There's a lot of speculation about how the village got it's unusual name. One theory is that it was a place where the Passion Mysteries, the mysteries associated with death of the Messiah, was at one time actively celebrated but no one really knows for sure.....the first documented evidence of the village can be found in the Jagiellonian Library.  It appears that a certain man named  Wilko and another serf  named Jan were in dispute over a cow that was supposedly stolen from a pasture.  We don't know who stole or who was the injured party but there you have it -people being people- even back in 1382, shortly after the time of Casimir the Great.
 
Wielkanoc is so small it doesn't have its own church. The faithful travel to nearby town of Gołcza, where the first Catholic  church was built in 1214, then burnt down by invading Tartars, rebuilt again in 1326, then  in 1585 and 1757 and again in 1983. There has been a Catholic Church in Gołcza even before the founding of Wielkanoc.
 
During the time of the Protestant Reformation (1517-1648), under the tolerant reign of King Sigismund II Augustus, Lutherism and Calvinism gained many followers in Poland especially among upper classes and intellectuals.  In 1613, the  tiny Wielkanoc is chiefly Protestant.
 
Here comes the Swedish invasion (1655-1660). It not only significantly reduces the number of residents of  Wielkanoc but Charles Gustav's retreating army robs the Protestant church treasury and burns the church.
 
Things change. There is a slow decline in the numbers of Protestants and in the village itself. Poland suffers the partitions by Austria, Prussia and Russia. There are Uprisings and revolts against the foreign powers. According to the Polish gazetteer, Słownik Geograficzny Królestwa Polskiego i Innych Krajów Słowianskich, there are 12 houses and 130 inhabitants in Wielkanoc in 1827.
 
Another change.  The new owner of Wielkanoc is a Jakubowski, a Catholic  who marries  the Lutheran daughter of the previous owners of the village. The last Protestants move out. Those that remain convert to Catholicism and the village is once again Catholic. 
 
What does a small, ancient  600 year old village with an illustrious name like Easter do at Easter time?  They do what their Catholic ancestors have always done.
 
On Palm Sunday they make tiny crosses from hazel twigs blessed in their church on Palm Sunday. They place the crosses  in every field, so that "clouds of hail can see that this field belongs to the believer, " and pray with these words: "Lord, let the sign of your passion protect this earth and its fruits from all misfortunes and crop failures."
 
Good Friday is an important day in the life of Wielkanoc.

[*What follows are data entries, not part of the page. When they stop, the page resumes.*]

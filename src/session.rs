use std::fs;
use std::io;
use std::path::Path;
use serde::{Serialize, Deserialize};
use uuid::Uuid;
use crate::cache::ChallengeCache;

/// Who the client is talking as, and to which server.
#[derive(Debug, Clone, PartialEq, Eq, Serialize, Deserialize)]
pub struct Session {
    pub base_url: String,
    #[serde(default)]
    pub user_id: Option<Uuid>,
    #[serde(default)]
    pub token: Option<String>,
}

impl Session {
    pub fn new(base_url: impl Into<String>) -> Self {
        Session {
            base_url: base_url.into(),
            user_id: None,
            token: None,
        }
    }

    pub fn is_authenticated(&self) -> bool {
        self.token.is_some()
    }
}

#[derive(Debug, thiserror::Error)]
pub enum SessionError {
    #[error("failed to access session file: {0}")]
    Io(#[from] io::Error),
    #[error("session file is malformed: {0}")]
    Format(#[from] serde_json::Error),
}

/// Application state owned by the client's composition root. Only the session survives
/// a restart; the cache always starts empty and is refilled from the server.
#[derive(Debug)]
pub struct ClientState {
    pub session: Session,
    pub cache: ChallengeCache,
}

impl ClientState {
    pub fn new(session: Session) -> Self {
        ClientState {
            session,
            cache: ChallengeCache::new(),
        }
    }

    /// Read the persisted session from `path`.
    pub fn load<P: AsRef<Path>>(path: P) -> Result<Self, SessionError> {
        let raw = fs::read_to_string(path.as_ref())?;
        let session: Session = serde_json::from_str(&raw)?;
        tracing::debug!(path = %path.as_ref().display(), "session loaded");
        Ok(ClientState::new(session))
    }

    /// Like [`load`](Self::load), but starts a fresh session when nothing was saved yet.
    pub fn load_or_new<P: AsRef<Path>>(path: P, base_url: &str) -> Result<Self, SessionError> {
        match Self::load(path) {
            Ok(state) => Ok(state),
            Err(SessionError::Io(e)) if e.kind() == io::ErrorKind::NotFound => {
                Ok(ClientState::new(Session::new(base_url)))
            }
            Err(e) => Err(e),
        }
    }

    pub fn save<P: AsRef<Path>>(&self, path: P) -> Result<(), SessionError> {
        let raw = serde_json::to_string_pretty(&self.session)?;
        fs::write(path.as_ref(), raw)?;
        tracing::debug!(path = %path.as_ref().display(), "session saved");
        Ok(())
    }

    /// Forget credentials and everything cached under them.
    pub fn sign_out(&mut self) {
        self.session.user_id = None;
        self.session.token = None;
        self.cache.clear();
    }
}
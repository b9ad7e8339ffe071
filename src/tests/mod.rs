mod challenge_unit;
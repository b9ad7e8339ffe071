use serde::{Serialize, Deserialize};
use uuid::Uuid;
use crate::challenge::ChallengeStatus;

/// What a successful [`Challenge::play`](crate::Challenge::play) did.
#[derive(Debug, Clone, PartialEq, Serialize, Deserialize)]
#[serde(tag = "type", rename_all = "snake_case")]
pub enum TransitionSuccess {
    Accepted { match_id: Uuid },
    Declined,
    Withdrawn { rejected_requests: Vec<Uuid> },
    Expired { rejected_requests: Vec<Uuid> },
    RequestCreated { request_id: Uuid },
    RequestApproved { match_id: Uuid, rejected_requests: Vec<Uuid> },
    RequestWithdrawn { request_id: Uuid },
    Completed,
}

/// Coarse error taxonomy shown to users. Every error the crate produces maps onto one of these.
#[derive(Debug, Clone, Copy, PartialEq, Eq, Hash, Serialize, Deserialize)]
#[serde(rename_all = "snake_case")]
pub enum ErrorKind {
    Validation,
    Authorization,
    Conflict,
    NotFound,
    Unauthenticated,
    Internal,
}

/// JSON error body sent by the service: `{ "error": <message>, "kind": <kind> }`.
#[derive(Debug, Clone, PartialEq, Eq, Serialize, Deserialize)]
pub struct ErrorResponse {
    pub error: String,
    pub kind: ErrorKind,
}

#[derive(Debug, Clone, PartialEq, Serialize, Deserialize, thiserror::Error)]
pub enum TransitionError {
    #[error("Error: Challenge is already {0} and cannot change.")]
    Terminal(ChallengeStatus),
    #[error("Error: Cannot {action} a challenge that is {status}.")]
    InvalidState { action: String, status: ChallengeStatus },
    #[error("Error: A team cannot challenge itself.")]
    SameTeam,
    #[error("Error: Expiry must be strictly before the scheduled match time.")]
    ExpiryNotBeforeSchedule,
    #[error("Error: Only members of the sending team can do this.")]
    NotSenderMember,
    #[error("Error: Only members of the receiving team can do this.")]
    NotReceiverMember,
    #[error("Error: You are not a member of team {0}.")]
    NotTeamMember(Uuid),
    #[error("Error: Only members of the two playing teams can do this.")]
    NotParticipant,
    #[error("Error: Team {0} is not the receiver of this challenge.")]
    WrongReceiver(Uuid),
    #[error("Error: The sending team cannot request to accept its own challenge.")]
    SenderCannotRequest,
    #[error("Error: Team {0} already has a pending request on this challenge.")]
    DuplicateRequest(Uuid),
    #[error("Error: Acceptance request {0} not found.")]
    RequestNotFound(Uuid),
    #[error("Error: Acceptance request {0} is no longer pending.")]
    RequestNotPending(Uuid),
    #[error("Error: Challenge has not reached its expiry time.")]
    NotYetExpired,
}

impl TransitionError {
    pub fn kind(&self) -> ErrorKind {
        match self {
            TransitionError::Terminal(_)
            | TransitionError::InvalidState { .. }
            | TransitionError::DuplicateRequest(_)
            | TransitionError::RequestNotPending(_)
            | TransitionError::NotYetExpired => ErrorKind::Conflict,
            TransitionError::SameTeam
            | TransitionError::ExpiryNotBeforeSchedule
            | TransitionError::WrongReceiver(_)
            | TransitionError::SenderCannotRequest => ErrorKind::Validation,
            TransitionError::NotSenderMember
            | TransitionError::NotReceiverMember
            | TransitionError::NotTeamMember(_)
            | TransitionError::NotParticipant => ErrorKind::Authorization,
            TransitionError::RequestNotFound(_) => ErrorKind::NotFound,
        }
    }

    pub(crate) fn invalid_state(action: &str, status: ChallengeStatus) -> Self {
        TransitionError::InvalidState { action: action.to_string(), status }
    }
}
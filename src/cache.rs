use std::collections::HashMap;
use serde::{Serialize, Deserialize};
use uuid::Uuid;
use crate::acceptance::AcceptanceRequest;
use crate::challenge::ChallengeView;
use crate::command::{ChallengeCommand, CommandOutcome, CommandResult};
use crate::listing::ChallengeQuery;
use crate::result::ErrorKind;

/// Identifies a cached collection of challenges.
#[derive(Debug, Clone, PartialEq, Eq, Hash, Serialize, Deserialize)]
pub enum ListKey {
    Query(ChallengeQuery),
    SentBy(Uuid),
    ReceivedBy(Uuid),
}

/// Identifies anything the cache can hold.
#[derive(Debug, Clone, PartialEq, Eq, Hash, Serialize, Deserialize)]
pub enum CacheKey {
    Challenge(Uuid),
    List(ListKey),
    Requests(Uuid),
}

/// What [`ChallengeCache::apply`] did. `invalidated` entries should be re-fetched before they are
/// shown again; `refetch_hint` names entries a failure suggests are stale, left untouched.
#[derive(Debug, Clone, Default, PartialEq)]
pub struct CacheUpdate {
    pub patched: Option<Uuid>,
    pub invalidated: Vec<CacheKey>,
    pub refetch_hint: Vec<CacheKey>,
}

/// Local copy of server responses. It is only ever changed by explicit stores and by
/// [`apply`](ChallengeCache::apply) after a command returns.
#[derive(Debug, Default)]
pub struct ChallengeCache {
    challenges: HashMap<Uuid, ChallengeView>,
    lists: HashMap<ListKey, Vec<Uuid>>,
    requests: HashMap<Uuid, Vec<AcceptanceRequest>>,
}

impl ChallengeCache {
    pub fn new() -> Self {
        Self::default()
    }

    pub fn store_challenge(&mut self, view: ChallengeView) {
        self.challenges.insert(view.id, view);
    }

    pub fn store_list(&mut self, key: ListKey, views: Vec<ChallengeView>) {
        let ids = views.iter().map(|v| v.id).collect();
        for view in views {
            self.store_challenge(view);
        }
        self.lists.insert(key, ids);
    }

    pub fn store_requests(&mut self, challenge_id: Uuid, requests: Vec<AcceptanceRequest>) {
        self.requests.insert(challenge_id, requests);
    }

    pub fn challenge(&self, challenge_id: Uuid) -> Option<&ChallengeView> {
        self.challenges.get(&challenge_id)
    }

    /// A cached list, or `None` when the list or any of its members was invalidated.
    pub fn list(&self, key: &ListKey) -> Option<Vec<&ChallengeView>> {
        let ids = self.lists.get(key)?;
        ids.iter().map(|id| self.challenges.get(id)).collect()
    }

    pub fn requests(&self, challenge_id: Uuid) -> Option<&[AcceptanceRequest]> {
        self.requests.get(&challenge_id).map(Vec::as_slice)
    }

    pub fn contains(&self, key: &CacheKey) -> bool {
        match key {
            CacheKey::Challenge(id) => self.challenges.contains_key(id),
            CacheKey::List(list) => self.lists.contains_key(list),
            CacheKey::Requests(id) => self.requests.contains_key(id),
        }
    }

    pub fn invalidate(&mut self, key: &CacheKey) -> bool {
        match key {
            CacheKey::Challenge(id) => self.challenges.remove(id).is_some(),
            CacheKey::List(list) => self.lists.remove(list).is_some(),
            CacheKey::Requests(id) => self.requests.remove(id).is_some(),
        }
    }

    pub fn clear(&mut self) {
        self.challenges.clear();
        self.lists.clear();
        self.requests.clear();
    }

    /// Reflect the outcome of `command` in the cache.
    ///
    /// On success the challenge entry is patched with the returned view (or dropped when the
    /// server answered with an acceptance request instead), every list that holds or may now hold
    /// the challenge is invalidated, and so is the request list when the command can change it.
    /// On failure nothing changes.
    pub fn apply(&mut self, command: &ChallengeCommand, outcome: &CommandOutcome<CommandResult>) -> CacheUpdate {
        let challenge_id = command.challenge_id();
        let mut update = CacheUpdate::default();

        let result = match outcome {
            CommandOutcome::Success(result) => result,
            CommandOutcome::Failure(failure) => {
                if matches!(failure.kind, ErrorKind::Conflict | ErrorKind::NotFound) {
                    update.refetch_hint.push(CacheKey::Challenge(challenge_id));
                    if command.touches_requests() {
                        update.refetch_hint.push(CacheKey::Requests(challenge_id));
                    }
                }
                return update;
            }
        };

        let mut stale_lists: Vec<ListKey> = self
            .lists
            .iter()
            .filter(|(key, ids)| matches!(key, ListKey::Query(_)) || ids.contains(&challenge_id))
            .map(|(key, _)| key.clone())
            .collect();

        match result {
            CommandResult::Challenge(view) => {
                stale_lists.push(ListKey::SentBy(view.sender_team_id));
                if let Some(opponent) = view.opponent_team_id() {
                    stale_lists.push(ListKey::ReceivedBy(opponent));
                }
                self.challenges.insert(view.id, view.clone());
                update.patched = Some(view.id);
            }
            CommandResult::Request(_) => {
                if self.challenges.remove(&challenge_id).is_some() {
                    update.invalidated.push(CacheKey::Challenge(challenge_id));
                }
            }
        }

        for key in stale_lists {
            if self.lists.remove(&key).is_some() {
                update.invalidated.push(CacheKey::List(key));
            }
        }

        if command.touches_requests() && self.requests.remove(&challenge_id).is_some() {
            update.invalidated.push(CacheKey::Requests(challenge_id));
        }

        tracing::debug!(
            challenge_id = %challenge_id,
            invalidated = update.invalidated.len(),
            "cache updated after command"
        );
        update
    }
}
//! Persistence layer for jobs and attempts
//!
//! This module provides:
//! - [`JobStore`] trait for transactional job persistence
//! - [`InMemoryJobStore`] for testing and single-process workers
//! - [`PostgresJobStore`] for production

mod memory;
mod postgres;
mod store;

pub use memory::InMemoryJobStore;
pub use postgres::PostgresJobStore;
pub use store::{JobFilter, JobMutation, JobStore, JobUpdate, StoreError};
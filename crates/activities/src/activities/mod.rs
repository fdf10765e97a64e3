//! The named job activities
//!
//! Thin typed wrappers over [`JobActivities`](crate::service::JobActivities).
//! Names and input/output shapes are a contract with recorded workflow
//! histories and must not change.

mod creation;
mod lifecycle;
mod status;
pub mod types;

pub use creation::{CreateNewAttempt, CreateNewAttemptNumber, CreateNewJob};
pub use lifecycle::{EnsureCleanJobState, ReportJobStart};
pub use status::{
    AttemptFailure, AttemptFailureWithAttemptNumber, JobCancelled, JobCancelledWithAttemptNumber,
    JobFailure, JobSuccess, JobSuccessWithAttemptNumber,
};
pub use types::*;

There is spring in the town that emerges out of limestone rock. It is said that the water has special curative powers.  Village lore says that the waters saved a supposedly uncurable child with cancer who was brought there and submerged in the freezing waters by his grandfather as a last hope.( People have attributed special magical powers to the origins of springs and streams since pagan times, since way before the founding of the village in 1382).  After two weeks of struggling with the disease, the boy got better. And since that time people come to the spring on Good Friday seeking good health. Here's the catch: you have to come here on Good Friday before the sun rises. Only ablution before sunrise is effective, because then the water has the greatest power. Everyone first submerges their hands in the icy stream, rinsing their eyes with water and then the entire face. They wash their eyes so that they can better see the world, so that they can see the truth.  They wash the face to ensure good health. And sometimes they take a pitcher of the water home, to make themselves a pot of tea.
 
On Holy Saturday the inhabitants bring their baskets of food to the roadside chapel  dedicated to Our Lady of Fatima for their food to be blessed as faith and tradition dictates.
 
On Easter Sunday, the faithful travel to their parish of the Assumption of the Blessed Virgin Mary in Gołcza, in the diocese of Kielce, in the Lesser Poland Voivodeship, to the church where they have worshipped since time forgotten. The vigil of Easter, called the Wielka Noc (later put together into one word of Wielkanoc?) or Great Night, has passed into the dawn of Easter Sunday. The Resurrection Mass begins with the rising of the sun and the church bells ring with the jubilant words of "Chrystus Zmartwychwstał" (Christ is Risen).  The people of Easter (Wielkanoc) celebrate Easter.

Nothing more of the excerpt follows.